- Simplicity: the language can be learned in less than an hour
- Fast compilation: ≈80k loc/s with a Clang backend, ≈1 million loc/s with x64 and tcc backends (Intel i5-7500, SSD, no optimization)
- Easy to develop: V compiles itself in less than a second
- Performance: as fast as C (V's main backend compiles to human readable C)
- Safety: no null, no globals, no undefined behavior, immutability by default
- C to V translation
- Hot code reloading
- Cross-platform UI library
- Built-in graphics library
- Easy cross compilation
- REPL
- Built-in ORM
- Built-in web framework
- C and JavaScript backends
Despite being at an early development stage, the V language is relatively stable and has backwards compatibility guarantee, meaning that the code you write today is guaranteed to work a month, a year, or five years from now.

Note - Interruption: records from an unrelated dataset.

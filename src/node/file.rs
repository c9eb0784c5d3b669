//! Archive entries presented as regular files, and the streaming read
//! handle.

use std::fmt;
use std::io;
use std::io::Read;
use std::path::PathBuf;
use std::sync::Arc;
use std::time::Instant;
use std::time::SystemTime;

use log::warn;
use parking_lot::Mutex;

use crate::archive::ArchiveReader;
use crate::entry::EntryReader;
use crate::errors::FsError;
use crate::errors::Result;
use crate::fs::FsCore;
use crate::metrics::Metrics;
use crate::node::FileAttr;
use crate::node::FileNode;
use crate::node::FileType;
use crate::node::OpenFlags;

/// Per-open state handed back from [`FileNode::open`].
#[derive(Debug)]
pub enum OpenedFile {
    /// The node serves whole-content reads itself; the transport slices
    /// the buffer returned by [`Node::read_all`](crate::Node::read_all).
    InMemory,
    /// Reads go through a dedicated streaming handle.
    Streaming(Arc<StreamHandle>),
}

/// An entry small enough to decompress in one shot per read request.
#[derive(Clone, Debug)]
pub struct MemFile {
    fs: Arc<FsCore>,
    ino: u64,
    archive_path: PathBuf,
    entry_path: String,
    size: u64,
    mtime: SystemTime,
}

impl MemFile {
    pub(crate) fn new(
        fs: Arc<FsCore>,
        ino: u64,
        archive_path: PathBuf,
        entry_path: String,
        size: u64,
        mtime: SystemTime,
    ) -> MemFile {
        assert_ne!(ino, 0, "inode zero is reserved");
        MemFile {
            fs,
            ino,
            archive_path,
            entry_path,
            size,
            mtime,
        }
    }

    /// Inode of this file.
    pub fn ino(&self) -> u64 {
        self.ino
    }

    /// Attributes: `file | 0o444`, entry size, entry mtime.
    pub fn attr(&self) -> FileAttr {
        FileAttr {
            ino: self.ino,
            size: self.size,
            kind: FileType::RegularFile,
            perm: 0o444,
            mtime: self.mtime,
        }
    }

    pub(crate) fn metrics(&self) -> &Metrics {
        &self.fs.metrics
    }

    /// Decompresses the whole entry into a fresh buffer. Empty entries
    /// yield an empty buffer. The archive reference and entry reader are
    /// released before returning, on success and failure alike.
    pub fn read_all(&self) -> Result<Vec<u8>> {
        let started = Instant::now();
        let (archive, mut reader) = self
            .fs
            .fd_cache
            .entry(&self.archive_path, &self.entry_path)?;
        let mut buf = Vec::with_capacity(usize::try_from(self.size).unwrap_or(0));
        let outcome = reader.read_to_end(&mut buf);
        reader.close();
        if let Err(err) = archive.release() {
            warn!("release of {} failed: {err}", self.archive_path.display());
        }
        match outcome {
            Ok(_) => {
                self.fs.metrics.extract(started.elapsed(), buf.len());
                Ok(buf)
            }
            Err(err) => {
                warn!(
                    "reading {} from {} failed: {err}",
                    self.entry_path,
                    self.archive_path.display()
                );
                Err(FsError::Io(err))
            }
        }
    }
}

impl FileNode for MemFile {
    fn open(&self) -> Result<(OpenedFile, OpenFlags)> {
        let flags = if self.fs.options.strict_cache {
            OpenFlags::empty()
        } else {
            OpenFlags::KEEP_CACHE
        };
        Ok((OpenedFile::InMemory, flags))
    }
}

/// An entry large enough to be served by incremental streaming reads.
#[derive(Clone, Debug)]
pub struct StreamFile {
    fs: Arc<FsCore>,
    ino: u64,
    archive_path: PathBuf,
    entry_path: String,
    size: u64,
    mtime: SystemTime,
}

impl StreamFile {
    pub(crate) fn new(
        fs: Arc<FsCore>,
        ino: u64,
        archive_path: PathBuf,
        entry_path: String,
        size: u64,
        mtime: SystemTime,
    ) -> StreamFile {
        assert_ne!(ino, 0, "inode zero is reserved");
        StreamFile {
            fs,
            ino,
            archive_path,
            entry_path,
            size,
            mtime,
        }
    }

    /// Inode of this file.
    pub fn ino(&self) -> u64 {
        self.ino
    }

    /// Attributes: `file | 0o444`, entry size, entry mtime.
    pub fn attr(&self) -> FileAttr {
        FileAttr {
            ino: self.ino,
            size: self.size,
            kind: FileType::RegularFile,
            perm: 0o444,
            mtime: self.mtime,
        }
    }

    pub(crate) fn metrics(&self) -> &Metrics {
        &self.fs.metrics
    }
}

impl FileNode for StreamFile {
    fn open(&self) -> Result<(OpenedFile, OpenFlags)> {
        let (archive, reader) = self
            .fs
            .fd_cache
            .entry(&self.archive_path, &self.entry_path)?;
        let flags = if self.fs.options.strict_cache {
            OpenFlags::empty()
        } else {
            OpenFlags::KEEP_CACHE
        };
        let handle = StreamHandle {
            fs: Arc::clone(&self.fs),
            archive,
            reader: Mutex::new(Some(reader)),
        };
        Ok((OpenedFile::Streaming(Arc::new(handle)), flags))
    }
}

/// State for one open streamed file: one archive reference and one entry
/// reader, with a mutex making the seek-then-read sequence atomic under
/// the concurrent requests a kernel issues against a single handle.
pub struct StreamHandle {
    fs: Arc<FsCore>,
    archive: Arc<ArchiveReader>,
    reader: Mutex<Option<EntryReader>>,
}

impl StreamHandle {
    /// Reads up to `size` bytes at `offset`, returning a fresh buffer the
    /// transport owns (pooled memory never escapes).
    ///
    /// A short (or empty) buffer means the range extends past the end of
    /// the entry. A backward read against a non-seekable entry reopens the
    /// reader from offset zero and retries once.
    pub fn read(&self, offset: u64, size: usize) -> Result<Vec<u8>> {
        let result = self.read_locked(offset, size);
        if result.is_err() {
            self.fs.metrics.error();
        }
        result
    }

    fn read_locked(&self, offset: u64, size: usize) -> Result<Vec<u8>> {
        let mut guard = self.reader.lock();
        let reader = guard
            .as_mut()
            .ok_or_else(|| FsError::Io(io::Error::new(io::ErrorKind::Other, "handle released")))?;

        if reader.position() != offset {
            match reader.forward_to(offset) {
                Ok(()) => {}
                Err(FsError::NonSeekableRewind) => {
                    let mut fresh = reader.reopen()?;
                    self.fs.metrics.entry_reopened();
                    fresh.forward_to(offset)?;
                    *reader = fresh;
                }
                Err(err) => return Err(err),
            }
        }

        let started = Instant::now();
        let mut buf = self.fs.pool.acquire(size);
        let filled = read_full(reader, &mut buf[..size]).map_err(FsError::Io)?;
        let out = buf[..filled].to_vec();
        drop(buf);
        self.fs.metrics.extract(started.elapsed(), filled);
        Ok(out)
    }

    /// Closes the entry reader and drops the archive reference. Reads
    /// after release fail. Idempotent; also runs on drop.
    pub fn release(&self) {
        if let Some(mut reader) = self.reader.lock().take() {
            reader.close();
            if let Err(err) = self.archive.release() {
                warn!(
                    "release of {} failed: {err}",
                    self.archive.path().display()
                );
            }
        }
    }
}

impl Drop for StreamHandle {
    fn drop(&mut self) {
        self.release();
    }
}

impl fmt::Debug for StreamHandle {
    fn fmt(&self, f: &mut fmt::Formatter<'_>) -> fmt::Result {
        f.debug_struct("StreamHandle")
            .field("archive", &self.archive.path())
            .field("released", &self.reader.lock().is_none())
            .finish()
    }
}

/// Fills `buf` from the reader; end-of-stream conditions produce a short
/// count, any other failure an error.
fn read_full(reader: &mut EntryReader, buf: &mut [u8]) -> io::Result<usize> {
    let mut filled = 0;
    while filled < buf.len() {
        match reader.read(&mut buf[filled..]) {
            Ok(0) => break,
            Ok(read) => filled += read,
            Err(err) if err.kind() == io::ErrorKind::Interrupted => continue,
            Err(err) if err.kind() == io::ErrorKind::UnexpectedEof => break,
            Err(err) => return Err(err),
        }
    }
    Ok(filled)
}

There still may be minor syntax changes before the 1.0 release, but they will be handled
automatically via vfmt
, as has been done in the past.
The V core APIs (primarily the os
module) will still have minor changes until
they are stabilized in 2020. Of course the APIs will grow after that, but without breaking
existing code.
Unlike many other languages, V is not going to be always changing, with new features being introduced and old features modified. It is always going to be a small and simple language, very similar to the way it is right now.